Hafeez Khan was honored with the COVID Warrior Award, making him the only politician from both Andhra Pradesh and Telangana to receive such recognition. His efforts during the pandemic, including setting up the COVID Care Centre, free ambulance services, and the Oxygen Bank, earned him accolades for going above and beyond in serving his community.

=== Development of Kurnool ===
During his tenure, Hafeez Khan introduced and oversaw various initiatives across multiple sectors.

The Hyderabad Bangalore Industrial Corridor

Hafeez Khan played a key role in the development of the Hyderabad Bangalore Industrial Corridor, pioneering the concept and formally pitching it to Y.S Jagan Mohan Reddy who then took it to the next level. Kurnool is a key part of this corridor and this proposal aimed to boost economic growth, attract investment, and improve infrastructure in the region.

In education, he spearheaded the Nadu Nedu Schools program to modernize and upgrade schools, established a Cluster University to expand access to higher education, and creation of the National Law University was approved and commenced during his term.

In the field of irrigation, he oversaw major projects such as implementing a significant pipeline from Sunkesula to Kurnool (which proved to be highly beneficial for the city), increasing water pipeline capacity in wards and constructing a water treatment plant. Incremental projects like provision of new water tap connections in all wards and installation of water boosters for improved access and pressure were also taken care of.

Urban development was a significant focus during his tenure, marked by projects such as the construction of a new KMC municipal building, multiple flyovers, road expansions like Joharapuram Road and Anand Takies Road, and landmarks like the Khana Khazana Bridge.

The beautification of Kondareddy Burju (an extremely prominent monument of Kurnool) was brought to life through the establishment of a park, a laser show, and sound effects. Further efforts of livening up the city included the creation of Global Glow Garden Park and enhancement of public spaces like Rajvihar Centre, C-Camp Center and Gayatri Estate Circle. Local temples were also restored and enhanced as part of the beautification efforts.

He also introduced initiatives like the Jagananna Mahila Mart to support women entrepreneurs and developed Smart Roads for traffic efficiency, alongside ambitious projects like an IT hub to promote economic growth. A community hall was constructed for scheduled castes along with Sachivalayam (government service center) establishments. To aid river worship, permanent structures were developed at Pushkara Ghats.

In electricity, his administration facilitated the installation of new electric poles, upgrades to current wires and high-tension power lines and installation of energy-efficient LED streetlights. Security and upgradation of APSEB transformer stations were also seen alongside capacity enhancements for transformers to meet growing demand.

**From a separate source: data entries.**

//! Wire format types for the x402 payment protocol.
//!
//! This crate defines the serialization-level data structures used by the
//! x402 protocol, covering both V1 (legacy) and V2 (current) formats, plus
//! the base64 codec used to carry them in HTTP headers. It has minimal
//! dependencies and is the shared vocabulary across the tollbooth stack.
//!
//! # Modules
//!
//! - [`v2`] — Current protocol types (`PaymentRequirements`, `PaymentPayload`, ...)
//! - [`v1`] — Legacy protocol types (`PaymentRequirementsV1`, ...)
//! - [`responses`] — Facilitator responses (`VerifyResponse`, `SettleResponse`, ...)
//! - [`helpers`] — Version detection, parsing, and network pattern matching
//! - [`encoding`] — Base64-wrapped JSON codec
//! - [`timestamp`] — Unix timestamps for authorization validity windows
//!
//! # Wire Format
//!
//! All types serialize to JSON with camelCase field names. Missing optional
//! fields are omitted, never serialized as `null`. The protocol version is
//! carried in the `x402Version` field.

pub mod encoding;
pub mod helpers;
pub mod responses;
pub mod timestamp;
pub mod v1;
pub mod v2;

pub use encoding::Base64Bytes;
pub use responses::{SettleResponse, SupportedKind, SupportedResponse, VerifyResponse};
pub use timestamp::UnixTimestamp;
pub use v1::{PaymentPayloadV1, PaymentRequiredV1, PaymentRequirementsV1};
pub use v2::{
    ExtensionMap, PaymentPayload, PaymentRequired, PaymentRequirements, ResourceInfo,
    SettleRequest, VerifyRequest,
};

/// Current protocol version.
pub const X402_VERSION: u32 = 2;

/// CAIP-2 format network identifier (e.g., `"eip155:8453"`, `"solana:mainnet"`).
pub type Network = String;

/// Errors that can occur when parsing x402 protocol messages.
#[derive(Debug, thiserror::Error)]
pub enum ProtocolError {
    /// The `x402Version` field is missing from the JSON data.
    #[error("missing x402Version field")]
    MissingVersion,

    /// The `x402Version` field has an unsupported value.
    #[error("invalid x402Version: {0}")]
    InvalidVersion(u32),

    /// A required field is missing from the JSON data.
    #[error("missing required field: {0}")]
    MissingField(&'static str),

    /// A field failed the protocol invariants.
    #[error("invalid field {field}: {reason}")]
    InvalidField {
        /// Which field failed validation.
        field: &'static str,
        /// Why it failed.
        reason: String,
    },

    /// JSON deserialization failed.
    #[error("JSON error: {0}")]
    Json(#[from] serde_json::Error),
}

In healthcare, he established 12 Urban Health Centres, a Cancer Hospital, and facilities like a Critical Care Unit, Diagnostic Center, and modern equipment such as MRI and ultrasound machines in the government hospital.

Judicial reforms under his administration led to the establishment of a Human Rights Commission (a body to safeguard human rights), Lokayukta (an anti-corruption ombudsman) and a Waqf Tribunal (judicial body for Waqf related problems).

Sports infrastructure underwent notable upgrades during his tenure, with the establishment of various facilities like a new basketball court, skating rink, tennis academy, cricket academy, and an indoor stadium.

Environmental contributions include the Greenko Energy Project, which is the world’s largest and first-of-its-kind single location, integrated renewable energy storage project and was only made possible with an investment of 3 billion dollars. This project aims to reduce 15 million tonnes of CO_{2} emissions every year and was initiated in his tenure by CM Jagan Mohan Reddy.